In 1988, Bridgestone purchased Firestone, signaling the transformation of Bridgestone into a truly global corporation. Bridgestone and Firestone operations in the Americas were consolidated in 1990 under a unified organization called Bridgestone/Firestone, Inc. Bridgestone/Firestone claims to carry on a tradition of excellence established by its founders, blending Japanese and American methods to provide quality products.
Their philosophy is summed up by the mottos of Bridgestone's and Firestone's former leaders. Ishibashi challenged his associates to "Serve Society with Products of Superior Quality". Harvey Firestone's constant goal for his company was to be "Best Today - Still Better Tomorrow. It is obvious that the mottos of yesterday were not being followed today or disaster would not have struck when Firestone/Bridgestone's tires started literally falling apart on the highways.

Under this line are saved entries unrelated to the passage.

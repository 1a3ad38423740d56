//! # nanosweep: Hyperparameter Sweep Coordinator
//!
//! **Version**: 0.1.0
//!
//! nanosweep drives a grid sweep over a nanoGPT-style training script and
//! turns the resulting plain-text logs into ranked, tabular summaries.
//!
//! ## Pipeline
//!
//! ```text
//! synth ──> configs + manifest ──> runner ──> logs ──> extract ─┐
//!                                                               ├─> aggregate ──> table / stats
//!                                 experiment::ExperimentName ───┘
//! ```
//!
//! - [`synth`]: Cartesian product per group, invalid head/embedding pairs skipped
//! - [`runner`]: sequential external jobs, merged output captured to one log each
//! - [`extract`]: line-pattern scraping into a [`experiment::MetricsRecord`]
//! - [`aggregate`]: join names with metrics, write Arrow tables (CSV or Parquet)
//! - [`stats`]: completion, spreads, best run and hyperparameter impact
//!
//! ## Design Principles (Toyota Way Aligned)
//!
//! - **Jidoka**: a failed job or unreadable log is recorded, never fatal to the batch
//! - **Poka-Yoke**: incompatible head/embedding pairs never reach the trainer
//! - **Genchi Genbutsu**: metrics come from what the trainer actually printed
//!
//! ## Example Usage
//!
//! ```rust,no_run
//! use nanosweep::config::SweepConfig;
//! use nanosweep::{aggregate, synth};
//!
//! let config = SweepConfig::load(None)?;
//! let plan = synth::plan(&config);
//! plan.write(&config.paths)?;
//!
//! // ... run `nanosweep run`, then:
//! if let Some(report) = aggregate::analyze(&config)? {
//!     println!("{}", report.statistics());
//! }
//! # Ok::<(), Box<dyn std::error::Error>>(())
//! ```

#![warn(missing_docs)]
#![warn(clippy::all)]
#![warn(clippy::pedantic)]
#![warn(clippy::nursery)]

pub mod aggregate;
pub mod config;
pub mod error;
pub mod experiment;
pub mod extract;
pub mod manifest;
pub mod runner;
pub mod stats;
pub mod synth;
pub mod table;
pub mod topk;

pub use error::{Error, Result};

Prior to the recall, Bridgestone was clearly the number two tire maker in both U.S. and European markets and had become somewhat active in places like South America and the Middle East in hopes that one day the company would reach their overall goal. Bridgestone/Firestone's goal was to win 20% of the world market by 2000, making them the industry's undisputed global leader. In a business where volume is the key to profits that goal seemed realistic.

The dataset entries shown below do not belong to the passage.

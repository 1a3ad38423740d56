//! Sweep configuration.
//!
//! Uses `figment` for layered configuration: defaults -> config file -> environment.
//! The config file is `--config <path>` when given, otherwise `./nanosweep.toml`
//! if it exists. Environment variables are prefixed `NANOSWEEP_` and nested keys
//! are split on `__` (e.g. `NANOSWEEP_ANALYSIS__TOP_K=5`).
//!
//! The built-in defaults reproduce the four-member nanoGPT sweep.

use std::collections::HashSet;
use std::path::{Path, PathBuf};

use figment::{
    providers::{Env, Format, Serialized, Toml},
    Figment,
};
use serde::{Deserialize, Serialize};
use serde_json::{json, Map, Value};

use crate::{Error, Result};

/// Default config file looked up in the current directory.
pub const DEFAULT_CONFIG_FILE: &str = "nanosweep.toml";

/// A group preset fixes the two structural hyperparameters.
#[derive(Debug, Clone, PartialEq, Eq, Serialize, Deserialize)]
pub struct GroupPreset {
    /// Group label, also the directory name under the experiments root
    pub name: String,
    /// Sequence length shared by every experiment in the group
    pub block_size: u32,
    /// Layer count shared by every experiment in the group
    pub n_layer: u32,
}

impl GroupPreset {
    /// Create a group preset.
    #[must_use]
    pub fn new(name: impl Into<String>, block_size: u32, n_layer: u32) -> Self {
        Self {
            name: name.into(),
            block_size,
            n_layer,
        }
    }
}

/// Ranges for the five hyperparameters varied within every group.
///
/// The Cartesian product is taken in field order, with `dropout`
/// varying fastest.
#[derive(Debug, Clone, PartialEq, Serialize, Deserialize)]
pub struct ParamSpace {
    /// Attention head counts
    pub n_head: Vec<u32>,
    /// Embedding dimensions
    pub n_embd: Vec<u32>,
    /// Batch sizes
    pub batch_size: Vec<u32>,
    /// Training iteration budgets
    pub max_iters: Vec<u32>,
    /// Dropout rates
    pub dropout: Vec<f64>,
}

impl Default for ParamSpace {
    fn default() -> Self {
        Self {
            n_head: vec![4, 8],
            n_embd: vec![128, 256],
            batch_size: vec![8, 16],
            max_iters: vec![25, 50],
            dropout: vec![0.1, 0.2],
        }
    }
}

impl ParamSpace {
    /// Number of raw combinations before the divisibility filter.
    #[must_use]
    pub fn raw_combinations(&self) -> usize {
        self.n_head.len()
            * self.n_embd.len()
            * self.batch_size.len()
            * self.max_iters.len()
            * self.dropout.len()
    }
}

/// Filesystem layout of the sweep.
#[derive(Debug, Clone, PartialEq, Eq, Serialize, Deserialize)]
pub struct PathsConfig {
    /// Experiments root; groups live in `<root>/<group>/`
    pub root: PathBuf,
    /// Manifest file name inside the root
    pub manifest: String,
}

impl Default for PathsConfig {
    fn default() -> Self {
        Self {
            root: PathBuf::from("experiments"),
            manifest: "experiment_summary.json".to_string(),
        }
    }
}

impl PathsConfig {
    /// Full path of the manifest artifact.
    #[must_use]
    pub fn manifest_path(&self) -> PathBuf {
        self.root.join(&self.manifest)
    }

    /// Directory of one group.
    #[must_use]
    pub fn group_dir(&self, group: &str) -> PathBuf {
        self.root.join(group)
    }

    /// Directory holding a group's generated configs.
    #[must_use]
    pub fn configs_dir(&self, group: &str) -> PathBuf {
        self.group_dir(group).join("configs")
    }

    /// Directory holding a group's training logs.
    #[must_use]
    pub fn logs_dir(&self, group: &str) -> PathBuf {
        self.group_dir(group).join("logs")
    }

    /// Directory holding a group's trainer outputs.
    #[must_use]
    pub fn results_dir(&self, group: &str) -> PathBuf {
        self.group_dir(group).join("results")
    }
}

/// How the external training process is invoked.
///
/// The command line is `<program> <args...> <base_config> <generated_config>`,
/// run from `working_dir`.
#[derive(Debug, Clone, PartialEq, Eq, Serialize, Deserialize)]
pub struct TrainerConfig {
    /// Executable to spawn
    pub program: String,
    /// Arguments placed before the two config paths
    pub args: Vec<String>,
    /// Base training config, relative to `working_dir`
    pub base_config: PathBuf,
    /// Directory the trainer runs in
    pub working_dir: PathBuf,
}

impl Default for TrainerConfig {
    fn default() -> Self {
        Self {
            program: "python".to_string(),
            args: vec!["train.py".to_string()],
            base_config: PathBuf::from("config/train_shakespeare_char.py"),
            working_dir: PathBuf::from("nanoGPT"),
        }
    }
}

/// Output format of the summary tables.
#[derive(Debug, Clone, Copy, Default, PartialEq, Eq, Serialize, Deserialize)]
#[serde(rename_all = "lowercase")]
pub enum TableFormat {
    /// Comma-separated values with a header row
    #[default]
    Csv,
    /// Apache Parquet
    Parquet,
}

impl TableFormat {
    /// File extension for this format.
    #[must_use]
    pub const fn extension(self) -> &'static str {
        match self {
            Self::Csv => "csv",
            Self::Parquet => "parquet",
        }
    }
}

/// Aggregation settings.
#[derive(Debug, Clone, PartialEq, Eq, Serialize, Deserialize)]
pub struct AnalysisConfig {
    /// Rows kept in the best-configurations table
    pub top_k: usize,
    /// Output format of both tables
    pub format: TableFormat,
}

impl Default for AnalysisConfig {
    fn default() -> Self {
        Self {
            top_k: 10,
            format: TableFormat::Csv,
        }
    }
}

/// Top-level sweep configuration.
#[derive(Debug, Clone, PartialEq, Serialize, Deserialize)]
pub struct SweepConfig {
    /// Group presets, in generation order
    pub groups: Vec<GroupPreset>,
    /// Ranges varied within every group
    pub space: ParamSpace,
    /// Training payload merged into every generated config
    pub base: Map<String, Value>,
    /// Filesystem layout
    pub paths: PathsConfig,
    /// External trainer invocation
    pub trainer: TrainerConfig,
    /// Aggregation settings
    pub analysis: AnalysisConfig,
}

impl Default for SweepConfig {
    fn default() -> Self {
        Self {
            groups: vec![
                GroupPreset::new("member1", 64, 4),
                GroupPreset::new("member2", 64, 6),
                GroupPreset::new("member3", 128, 4),
                GroupPreset::new("member4", 128, 6),
            ],
            space: ParamSpace::default(),
            base: default_base_payload(),
            paths: PathsConfig::default(),
            trainer: TrainerConfig::default(),
            analysis: AnalysisConfig::default(),
        }
    }
}

fn default_base_payload() -> Map<String, Value> {
    let base = json!({
        "dataset": "shakespeare_char",
        "gradient_accumulation_steps": 1,
        "learning_rate": 1e-3,
        "decay_lr": true,
        "warmup_iters": 10,
        "min_lr": 1e-4,
        "eval_interval": 10,
        "eval_iters": 20,
        "log_interval": 1,
        "always_save_checkpoint": false,
        "device": "cpu",
        "compile": false,
    });
    match base {
        Value::Object(map) => map,
        _ => Map::new(),
    }
}

impl SweepConfig {
    /// Load layered configuration and validate it.
    ///
    /// Priority (highest to lowest):
    /// 1. Environment variables (prefixed with `NANOSWEEP_`)
    /// 2. Explicit config file, or `./nanosweep.toml` when present
    /// 3. Built-in defaults
    ///
    /// # Errors
    ///
    /// Returns error if an explicit config file is missing, if extraction
    /// fails, or if the result does not validate.
    pub fn load(config_file: Option<&Path>) -> Result<Self> {
        let mut figment = Figment::from(Serialized::defaults(Self::default()));

        match config_file {
            Some(path) => {
                if !path.exists() {
                    return Err(Error::MissingArtifact {
                        path: path.to_path_buf(),
                        hint: "Pass an existing TOML file to --config".to_string(),
                    });
                }
                figment = figment.merge(Toml::file(path));
            }
            None => {
                let local = Path::new(DEFAULT_CONFIG_FILE);
                if local.exists() {
                    figment = figment.merge(Toml::file(local));
                }
            }
        }

        figment = figment.merge(Env::prefixed("NANOSWEEP_").split("__"));

        let config: Self = figment.extract()?;
        config.validate()?;
        Ok(config)
    }

    /// Check that the configuration describes a usable sweep.
    ///
    /// # Errors
    ///
    /// Returns `InvalidConfig` for empty group lists, duplicate group names,
    /// empty ranges, zero head counts or `top_k == 0`.
    pub fn validate(&self) -> Result<()> {
        if self.groups.is_empty() {
            return Err(Error::InvalidConfig("at least one group is required".to_string()));
        }

        let mut seen = HashSet::new();
        for group in &self.groups {
            if group.name.is_empty() {
                return Err(Error::InvalidConfig("group names must not be empty".to_string()));
            }
            if !seen.insert(group.name.as_str()) {
                return Err(Error::InvalidConfig(format!(
                    "duplicate group name: {}",
                    group.name
                )));
            }
        }

        let space = &self.space;
        for (field, empty) in [
            ("n_head", space.n_head.is_empty()),
            ("n_embd", space.n_embd.is_empty()),
            ("batch_size", space.batch_size.is_empty()),
            ("max_iters", space.max_iters.is_empty()),
            ("dropout", space.dropout.is_empty()),
        ] {
            if empty {
                return Err(Error::InvalidConfig(format!("range {field} is empty")));
            }
        }

        if space.n_head.contains(&0) {
            return Err(Error::InvalidConfig("n_head values must be positive".to_string()));
        }

        if space.dropout.iter().any(|d| !d.is_finite()) {
            return Err(Error::InvalidConfig("dropout values must be finite".to_string()));
        }

        if self.analysis.top_k == 0 {
            return Err(Error::InvalidConfig("analysis.top_k must be at least 1".to_string()));
        }

        Ok(())
    }
}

In the wake of Bridgestone/Firestone problems with manufacturing and selling defective tires to consumers and allegedly knowing about the potential defects since early 1996, Bridgestone/ Firestone undoubtedly will never obtain their goal. It was first announced on August 9, 2000, that Bridgestone/Firestone had announced a voluntary recall of 6.5 million ATX, ATX II and Wilderness AT tires purchased by consumers and supplied to Ford Motor Company.
The tires were standard equipment on most of their Ford Explorer Sport Utility Vehicles. According to a Bridgestone/Firestone spokesperson, they were now responding to consumers concerns about tire tread separation that had been reported as the cause of many fatal accidents. Bridgestone/Firestone continued to deny any reports that their tires were defective. They blamed the cause of most of the accidents by consumers driving SUV's to improper tire pressure and claimed the accidents had nothing to do with defective tires.

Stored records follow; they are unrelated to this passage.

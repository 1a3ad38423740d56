//! Run Record - status of one training job invocation

use std::path::{Path, PathBuf};

use chrono::{DateTime, Utc};
use serde::{Deserialize, Serialize};

/// Status of a run.
#[derive(Debug, Clone, Copy, PartialEq, Eq, Serialize, Deserialize)]
#[serde(rename_all = "lowercase")]
pub enum RunStatus {
    /// Run is created but not yet started.
    Pending,
    /// Run is currently executing.
    Running,
    /// Trainer exited cleanly and the log was written.
    Success,
    /// Invocation, log writing or the trainer itself failed.
    Failed,
}

/// Run Record represents a single execution of one manifest entry.
///
/// Serialized as-is into the checkpoint and final summary artifacts.
#[derive(Debug, Clone, Serialize, Deserialize, PartialEq)]
pub struct RunRecord {
    group: String,
    exp_name: String,
    config_path: PathBuf,
    log_file: PathBuf,
    status: RunStatus,
    duration: Option<f64>,
    started_at: Option<DateTime<Utc>>,
    ended_at: Option<DateTime<Utc>>,
    #[serde(default, skip_serializing_if = "Option::is_none")]
    error: Option<String>,
}

impl RunRecord {
    /// Create a new run record in Pending status.
    ///
    /// # Arguments
    ///
    /// * `group` - Group the experiment belongs to
    /// * `exp_name` - Experiment name (join key)
    /// * `config_path` - Generated config artifact passed to the trainer
    /// * `log_file` - Where the captured output is written
    #[must_use]
    pub fn new(
        group: impl Into<String>,
        exp_name: impl Into<String>,
        config_path: impl Into<PathBuf>,
        log_file: impl Into<PathBuf>,
    ) -> Self {
        Self {
            group: group.into(),
            exp_name: exp_name.into(),
            config_path: config_path.into(),
            log_file: log_file.into(),
            status: RunStatus::Pending,
            duration: None,
            started_at: None,
            ended_at: None,
            error: None,
        }
    }

    /// Get the group label.
    #[must_use]
    pub fn group(&self) -> &str {
        &self.group
    }

    /// Get the experiment name.
    #[must_use]
    pub fn exp_name(&self) -> &str {
        &self.exp_name
    }

    /// Get the config artifact path.
    #[must_use]
    pub fn config_path(&self) -> &Path {
        &self.config_path
    }

    /// Get the log artifact path.
    #[must_use]
    pub fn log_file(&self) -> &Path {
        &self.log_file
    }

    /// Get the current run status.
    #[must_use]
    pub const fn status(&self) -> RunStatus {
        self.status
    }

    /// Get the measured wall-clock duration in seconds, once finished.
    #[must_use]
    pub const fn duration(&self) -> Option<f64> {
        self.duration
    }

    /// Get the start timestamp, if the run has started.
    #[must_use]
    pub const fn started_at(&self) -> Option<DateTime<Utc>> {
        self.started_at
    }

    /// Get the end timestamp, if the run has finished.
    #[must_use]
    pub const fn ended_at(&self) -> Option<DateTime<Utc>> {
        self.ended_at
    }

    /// Get the failure detail, if the run failed.
    #[must_use]
    pub fn error(&self) -> Option<&str> {
        self.error.as_deref()
    }

    /// Start the run, transitioning from Pending to Running.
    ///
    /// Sets the `started_at` timestamp to now and returns it.
    pub fn start(&mut self) -> DateTime<Utc> {
        let now = Utc::now();
        self.status = RunStatus::Running;
        self.started_at = Some(now);
        now
    }

    /// Finish the run successfully.
    pub fn succeed(&mut self, duration: f64) {
        self.finish(RunStatus::Success, duration);
    }

    /// Finish the run as failed with the given detail.
    pub fn fail(&mut self, duration: f64, error: impl Into<String>) {
        self.error = Some(error.into());
        self.finish(RunStatus::Failed, duration);
    }

    fn finish(&mut self, status: RunStatus, duration: f64) {
        self.status = status;
        self.duration = Some(duration);
        self.ended_at = Some(Utc::now());
    }
}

It was only after extensive media coverage detailing problems and deaths associated with the tires that Bridgestone/Firestone decided to become proactive in replacing the defective tires. When the report first came out, 43 people had been reported in fatalities. Since the initial report, the number has increased to 103 fatalities with injuries to 400. That count is expected to rise each day until tires have been completely removed from the road.
Recent reports uncovered that Bridgestone/Firestone knew about the quality control problems at their Decatur tire plant in Illinois. Memos and tire tests reports are now surfacing suggesting the tires were never properly tested and that tire test data showed bad results were hidden from consumers and perhaps even from Ford. In a 1996 Bridgestone/Firestone test, the reports showed problems with these same tires now under recall. In that same 1996 report, it was documented that eight of the eighteen tires pulled from production line had failed the speed test according to the report.